Saved data entries
□ □ □ □
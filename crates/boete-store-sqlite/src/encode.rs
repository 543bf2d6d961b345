//! Encoding and decoding helpers between Rust domain types and the plain-text
//! representations stored in SQLite columns.
//!
//! Dates are stored as ISO 8601 `YYYY-MM-DD` strings and amounts as decimal
//! strings. Identifiers are plain `INTEGER` rowids.

use boete_core::{
  case::{Case, CaseStatusEntry},
  fact::Fact,
  id::{CaseId, EntryId, FactId, PersonId, StatusId},
  person::Person,
  status::Status,
};
use chrono::NaiveDate;
use rust_decimal::Decimal;

use crate::{Error, Result};

// ─── NaiveDate ───────────────────────────────────────────────────────────────

const DATE_FORMAT: &str = "%Y-%m-%d";

pub fn encode_date(d: NaiveDate) -> String { d.format(DATE_FORMAT).to_string() }

pub fn decode_date(s: &str) -> Result<NaiveDate> {
  NaiveDate::parse_from_str(s, DATE_FORMAT)
    .map_err(|e| Error::Decode(format!("bad date {s:?}: {e}")))
}

// ─── Decimal ─────────────────────────────────────────────────────────────────

pub fn encode_amount(amount: Decimal) -> String { amount.to_string() }

pub fn decode_amount(s: &str) -> Result<Decimal> {
  s.parse::<Decimal>()
    .map_err(|e| Error::Decode(format!("bad amount {s:?}: {e}")))
}

// ─── Row types ───────────────────────────────────────────────────────────────

/// Raw values read directly from a `persons` row.
pub struct RawPerson {
  pub person_id:    i64,
  pub first_name:   String,
  pub last_name:    String,
  pub street:       String,
  pub house_number: String,
  pub postcode:     String,
  pub city:         String,
  pub bsn:          String,
  pub birth_date:   String,
}

impl RawPerson {
  /// Column list matching [`RawPerson::read`], for a table aliased `p`.
  pub const COLUMNS: &'static str = "p.person_id, p.first_name, p.last_name, \
     p.street, p.house_number, p.postcode, p.city, p.bsn, p.birth_date";

  /// Read the nine person columns starting at `offset`.
  pub fn read(row: &rusqlite::Row<'_>, offset: usize) -> rusqlite::Result<Self> {
    Ok(Self {
      person_id:    row.get(offset)?,
      first_name:   row.get(offset + 1)?,
      last_name:    row.get(offset + 2)?,
      street:       row.get(offset + 3)?,
      house_number: row.get(offset + 4)?,
      postcode:     row.get(offset + 5)?,
      city:         row.get(offset + 6)?,
      bsn:          row.get(offset + 7)?,
      birth_date:   row.get(offset + 8)?,
    })
  }

  pub fn into_person(self) -> Result<Person> {
    Ok(Person {
      person_id:    PersonId(self.person_id),
      first_name:   self.first_name,
      last_name:    self.last_name,
      street:       self.street,
      house_number: self.house_number,
      postcode:     self.postcode,
      city:         self.city,
      bsn:          self.bsn,
      birth_date:   decode_date(&self.birth_date)?,
    })
  }
}

/// Raw values read directly from a `facts` row.
pub struct RawFact {
  pub fact_id:     i64,
  pub code:        String,
  pub description: String,
  pub amount:      String,
}

impl RawFact {
  pub const COLUMNS: &'static str = "f.fact_id, f.code, f.description, f.amount";

  pub fn read(row: &rusqlite::Row<'_>) -> rusqlite::Result<Self> {
    Ok(Self {
      fact_id:     row.get(0)?,
      code:        row.get(1)?,
      description: row.get(2)?,
      amount:      row.get(3)?,
    })
  }

  pub fn into_fact(self) -> Result<Fact> {
    Ok(Fact {
      fact_id:     FactId(self.fact_id),
      code:        self.code,
      description: self.description,
      amount:      decode_amount(&self.amount)?,
    })
  }
}

/// One `case_statuses` row joined with its status.
pub struct RawEntry {
  pub entry_id:           i64,
  pub changed_on:         String,
  pub status_id:          i64,
  pub status_description: String,
}

impl RawEntry {
  pub fn into_entry(self) -> Result<CaseStatusEntry> {
    Ok(CaseStatusEntry {
      entry_id:   Some(EntryId(self.entry_id)),
      changed_on: decode_date(&self.changed_on)?,
      status:     Status::new(StatusId(self.status_id), self.status_description),
    })
  }
}

/// A `cases` row together with everything it links to.
pub struct RawCase {
  pub case_id:        i64,
  pub violation_date: String,
  pub location:       Option<String>,
  pub person:         RawPerson,
  pub facts:          Vec<RawFact>,
  pub history:        Vec<RawEntry>,
}

impl RawCase {
  pub fn into_case(self) -> Result<Case> {
    let facts = self
      .facts
      .into_iter()
      .map(RawFact::into_fact)
      .collect::<Result<Vec<_>>>()?;
    let history = self
      .history
      .into_iter()
      .map(RawEntry::into_entry)
      .collect::<Result<Vec<_>>>()?;

    if facts.is_empty() {
      return Err(Error::Dangling(format!("case {} has no facts", self.case_id)));
    }

    Ok(Case::restore(
      CaseId(self.case_id),
      decode_date(&self.violation_date)?,
      self.location,
      self.person.into_person()?,
      facts,
      history,
    ))
  }
}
□ □ □ □
WHAT YOU ARE ASKED TO DO | Please quote the records above exactly, without skipping a line.

THE ANSWER |
filename crates/boete-store-sqlite/src/encode.rs
repository 543bf2d6d961b345
//! Encoding and decoding helpers between Rust domain types and the plain-text
//! representations stored in SQLite columns.
//!
//! Dates are stored as ISO 8601 `YYYY-MM-DD` strings and amounts as decimal
//! strings. Identifiers are plain `INTEGER` rowids.

use boete_core::{
  case::{Case, CaseStatusEntry},
  fact::Fact,
  id::{CaseId, EntryId, FactId, PersonId, StatusId},
  person::Person,
  status::Status,
};
use chrono::NaiveDate;
use rust_decimal::Decimal;

use crate::{Error, Result};

// ─── NaiveDate ───────────────────────────────────────────────────────────────

const DATE_FORMAT: &str = "%Y-%m-%d";

pub fn encode_date(d: NaiveDate) -> String { d.format(DATE_FORMAT).to_string() }

pub fn decode_date(s: &str) -> Result<NaiveDate> {
  NaiveDate::parse_from_str(s, DATE_FORMAT)
    .map_err(|e| Error::Decode(format!("bad date {s:?}: {e}")))
}

// ─── Decimal ─────────────────────────────────────────────────────────────────

pub fn encode_amount(amount: Decimal) -> String { amount.to_string() }

pub fn decode_amount(s: &str) -> Result<Decimal> {
  s.parse::<Decimal>()
    .map_err(|e| Error::Decode(format!("bad amount {s:?}: {e}")))
}

// ─── Row types ───────────────────────────────────────────────────────────────

/// Raw values read directly from a `persons` row.
pub struct RawPerson {
  pub person_id:    i64,
  pub first_name:   String,
  pub last_name:    String,
  pub street:       String,
  pub house_number: String,
  pub postcode:     String,
  pub city:         String,
  pub bsn:          String,
  pub birth_date:   String,
}

impl RawPerson {
  /// Column list matching [`RawPerson::read`], for a table aliased `p`.
  pub const COLUMNS: &'static str = "p.person_id, p.first_name, p.last_name, \
     p.street, p.house_number, p.postcode, p.city, p.bsn, p.birth_date";

  /// Read the nine person columns starting at `offset`.
  pub fn read(row: &rusqlite::Row<'_>, offset: usize) -> rusqlite::Result<Self> {
    Ok(Self {
      person_id:    row.get(offset)?,
      first_name:   row.get(offset + 1)?,
      last_name:    row.get(offset + 2)?,
      street:       row.get(offset + 3)?,
      house_number: row.get(offset + 4)?,
      postcode:     row.get(offset + 5)?,
      city:         row.get(offset + 6)?,
      bsn:          row.get(offset + 7)?,
      birth_date:   row.get(offset + 8)?,
    })
  }

  pub fn into_person(self) -> Result<Person> {
    Ok(Person {
      person_id:    PersonId(self.person_id),
      first_name:   self.first_name,
      last_name:    self.last_name,
      street:       self.street,
      house_number: self.house_number,
      postcode:     self.postcode,
      city:         self.city,
      bsn:          self.bsn,
      birth_date:   decode_date(&self.birth_date)?,
    })
  }
}

/// Raw values read directly from a `facts` row.
pub struct RawFact {
  pub fact_id:     i64,
  pub code:        String,
  pub description: String,
  pub amount:      String,
}

impl RawFact {
  pub const COLUMNS: &'static str = "f.fact_id, f.code, f.description, f.amount";

  pub fn read(row: &rusqlite::Row<'_>) -> rusqlite::Result<Self> {
    Ok(Self {
      fact_id:     row.get(0)?,
      code:        row.get(1)?,
      description: row.get(2)?,
      amount:      row.get(3)?,
    })
  }

  pub fn into_fact(self) -> Result<Fact> {
    Ok(Fact {
      fact_id:     FactId(self.fact_id),
      code:        self.code,
      description: self.description,
      amount:      decode_amount(&self.amount)?,
    })
  }
}

/// One `case_statuses` row joined with its status.
pub struct RawEntry {
  pub entry_id:           i64,
  pub changed_on:         String,
  pub status_id:          i64,
  pub status_description: String,
}

impl RawEntry {
  pub fn into_entry(self) -> Result<CaseStatusEntry> {
    Ok(CaseStatusEntry {
      entry_id:   Some(EntryId(self.entry_id)),
      changed_on: decode_date(&self.changed_on)?,
      status:     Status::new(StatusId(self.status_id), self.status_description),
    })
  }
}

/// A `cases` row together with everything it links to.
pub struct RawCase {
  pub case_id:        i64,
  pub violation_date: String,
  pub location:       Option<String>,
  pub person:         RawPerson,
  pub facts:          Vec<RawFact>,
  pub history:        Vec<RawEntry>,
}

impl RawCase {
  pub fn into_case(self) -> Result<Case> {
    let facts = self
      .facts
      .into_iter()
      .map(RawFact::into_fact)
      .collect::<Result<Vec<_>>>()?;
    let history = self
      .history
      .into_iter()
      .map(RawEntry::into_entry)
      .collect::<Result<Vec<_>>>()?;

    if facts.is_empty() {
      return Err(Error::Dangling(format!("case {} has no facts", self.case_id)));
    }

    Ok(Case::restore(
      CaseId(self.case_id),
      decode_date(&self.violation_date)?,
      self.location,
      self.person.into_person()?,
      facts,
      history,
    ))
  }
}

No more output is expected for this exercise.